About the ANISE Project
Unrealized Potential
Synchrotrons are large electron storage rings that produce x-ray beams of unprecedented brightness. These beams can be used to provide critical information on a range of materials whose integrity underlies much of our industrial technology. Synchrotrons have the capacity to produce bundles of individual scientific results within a fraction of a second, yet today most data is not fully assessed for days or weeks following an experiment. What is required is a process that would rapidly and completely analyze the output from an experiment for experts involved and to feed back intelligent choices for subsequent experimental steps based on inputs from the experts and data bases, as well as from patterns learned from previous experiments. Each individual experimental analysis/feedback sequence might thus be as brief as a few seconds.
Towards the Ideal
We propose that such a capacity could be established on a high speed network platform called ANISE, accessible by users worldwide and capable of processing the results from more than one synchrotron using stream computing. On completion, ANISE would be capable of providing near-real time analysis of data from selected synchrotrons based in Canada and the US. Initially, experiments involving x-ray diffraction, tomography and fluorescence1 would be targeted: all are capable of producing useful experimental bundles of data in sub-second segments with expected data rates as high as 500 megabytes per second. All of these techniques are of great immediate or potential interest to thousands of academic and industrial researchers worldwide in earth, materials, health and environmental sciences.
ANISE would be a distributed network whose main processing and storage nodes would be located at the University of Western Ontario (UWO) using SHARCNET. The CANARIE light path would stream data from the Canadian Light Source (CLS) in Saskatoon, from the Advanced Light Source (APS) in Chicago and later, the National Synchrotron Light Source-2 in Upton NY, all of which are located at CANARIE access switches. The controlling software for stream computing would be IBM’s System S, a product now under beta testing by IBM Research at its Watson laboratories. This software and its underlying support would be donated by IBM Canada and IBM Research.
Building on Success
The network requirements, software and testing would be developed by a team of computer and materials scientists at UWO working in conjunction with computer engineers in the Controls Group at CLS. Both groups are already seasoned collaborators through their joint work on the Science Studio (NEP-1) project. The ANISE architecture would be developed by colleagues at IBM Canada, in close collaboration with the scientists at IBM Research. The application of ANISE at APS would be developed in parallel by scientists at Oak Ridge National Laboratory (ORNL) who have been longstanding collaborators with the UWO group.
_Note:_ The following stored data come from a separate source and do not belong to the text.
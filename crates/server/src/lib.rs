use axum::{Json, http::StatusCode, response::IntoResponse};
use backend_client::ClientError;
use engine::EngineError;

use serde::Serialize;
pub use server::{PortalConfig, ServerState, router, run_with_listener};
pub use session::Session;

mod dashboard;
mod forms;
mod server;
mod session;
mod views;

pub mod types {
    pub mod session {
        pub use api_types::session::SessionView;
    }

    pub mod rows {
        pub use api_types::{query::RowsQuery, rows::RowsResponse, tree::TreeResponse};
        pub use engine::{FlatRow, TreeNode};
    }

    pub mod summary {
        pub use api_types::{
            dashboard::DashboardResponse,
            performance::PerformanceResponse,
            summary::{OwnerCount, StatusCount, SummaryResponse},
        };
    }

    pub mod forms {
        pub use api_types::forms::{ContactNew, Created, DealNew, LeadNew, PartnerNew};
    }
}

#[derive(Debug)]
pub enum ServerError {
    Engine(EngineError),
    Backend(ClientError),
    Unauthorized(String),
    Generic(String),
}

#[derive(Serialize)]
struct Error {
    error: String,
}

fn status_for_engine_error(err: &EngineError) -> StatusCode {
    match err {
        EngineError::Export(_) | EngineError::Csv(_) => StatusCode::INTERNAL_SERVER_ERROR,
        EngineError::NothingToExport
        | EngineError::InvalidAmount(_)
        | EngineError::InvalidField(_) => StatusCode::UNPROCESSABLE_ENTITY,
    }
}

fn message_for_engine_error(err: EngineError) -> String {
    match err {
        EngineError::Export(_) | EngineError::Csv(_) => {
            tracing::error!("export error: {err}");
            "internal server error".to_string()
        }
        other => other.to_string(),
    }
}

fn status_for_client_error(err: &ClientError) -> StatusCode {
    match err {
        ClientError::Unauthorized => StatusCode::UNAUTHORIZED,
        ClientError::Forbidden => StatusCode::FORBIDDEN,
        ClientError::NotFound => StatusCode::NOT_FOUND,
        ClientError::Conflict(_) => StatusCode::CONFLICT,
        ClientError::Validation(_) => StatusCode::UNPROCESSABLE_ENTITY,
        ClientError::Server(_) | ClientError::Transport(_) => StatusCode::BAD_GATEWAY,
    }
}

fn message_for_client_error(err: ClientError) -> String {
    match err {
        ClientError::Conflict(msg) | ClientError::Validation(msg) => msg,
        ClientError::Transport(err) => {
            tracing::error!("backend unreachable: {err}");
            "backend unavailable".to_string()
        }
        other => other.to_string(),
    }
}

impl IntoResponse for ServerError {
    fn into_response(self) -> axum::response::Response {
        let (status, error) = match self {
            ServerError::Engine(err) => (status_for_engine_error(&err), message_for_engine_error(err)),
            ServerError::Backend(err) => (status_for_client_error(&err), message_for_client_error(err)),
            ServerError::Unauthorized(err) => (StatusCode::UNAUTHORIZED, err),
            ServerError::Generic(err) => (StatusCode::BAD_REQUEST, err),
        };

        (status, Json(Error { error })).into_response()
    }
}

impl From<EngineError> for ServerError {
    fn from(value: EngineError) -> Self {
        Self::Engine(value)
    }
}

impl From<ClientError> for ServerError {
    fn from(value: ClientError) -> Self {
        Self::Backend(value)
    }
}

#[cfg(test)]
mod tests {
    use super::*;

    #[test]
    fn nothing_to_export_maps_to_422() {
        let res = ServerError::from(EngineError::NothingToExport).into_response();
        assert_eq!(res.status(), StatusCode::UNPROCESSABLE_ENTITY);
    }

    #[test]
    fn invalid_field_maps_to_422() {
        let res = ServerError::from(EngineError::InvalidField("x".to_string())).into_response();
        assert_eq!(res.status(), StatusCode::UNPROCESSABLE_ENTITY);
    }

    #[test]
    fn backend_errors_keep_their_status() {
        let cases = [
            (ClientError::Unauthorized, StatusCode::UNAUTHORIZED),
            (ClientError::Forbidden, StatusCode::FORBIDDEN),
            (ClientError::NotFound, StatusCode::NOT_FOUND),
            (ClientError::Conflict("dup".to_string()), StatusCode::CONFLICT),
            (ClientError::Validation("bad".to_string()), StatusCode::UNPROCESSABLE_ENTITY),
            (ClientError::Server("boom".to_string()), StatusCode::BAD_GATEWAY),
        ];
        for (err, status) in cases {
            assert_eq!(ServerError::from(err).into_response().status(), status);
        }
    }

    #[test]
    fn generic_maps_to_400() {
        let res = ServerError::Generic("bad".to_string()).into_response();
        assert_eq!(res.status(), StatusCode::BAD_REQUEST);
    }
}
Development of this high speed framework for processing massive amounts of data from synchrotrons in Canada and the US supports the goals of CANARIE through the creation of new SOA tools enhancing the integrated use of CANARIE network resources, particularly its international connections. In addition, the particular objectives of NEP-2 will be met: the ANISE network will be international in scope with the participation of one major US synchrotron facility and the likely involvement of a second. Further, the network would enhance the capabilities of the Science Studio platform by expanding its connections to more synchrotron experiments and by expanding its processing capabilities. Science Studio is already beginning to attract interest by US synchrotron users since it is the considered to be at a more advanced state than other web service control and access environments to synchrotrons. Finally, the framework will encourage the development of common processing protocols and data formats for use in synchrotrons and in other large scale facilities.
Positive Impact
Overall, this project would open synchrotrons to become much more interactive with the outside world. The present paradigm where data gathering and analysis are largely isolated functions will be changed to one where most data is analyzed as it is gathered. The results will then be of greater use to the experimenter and to others who have a stake in the experiment. This will increase interest and investment in synchrotrons by a broader range of groups and sectors in our society.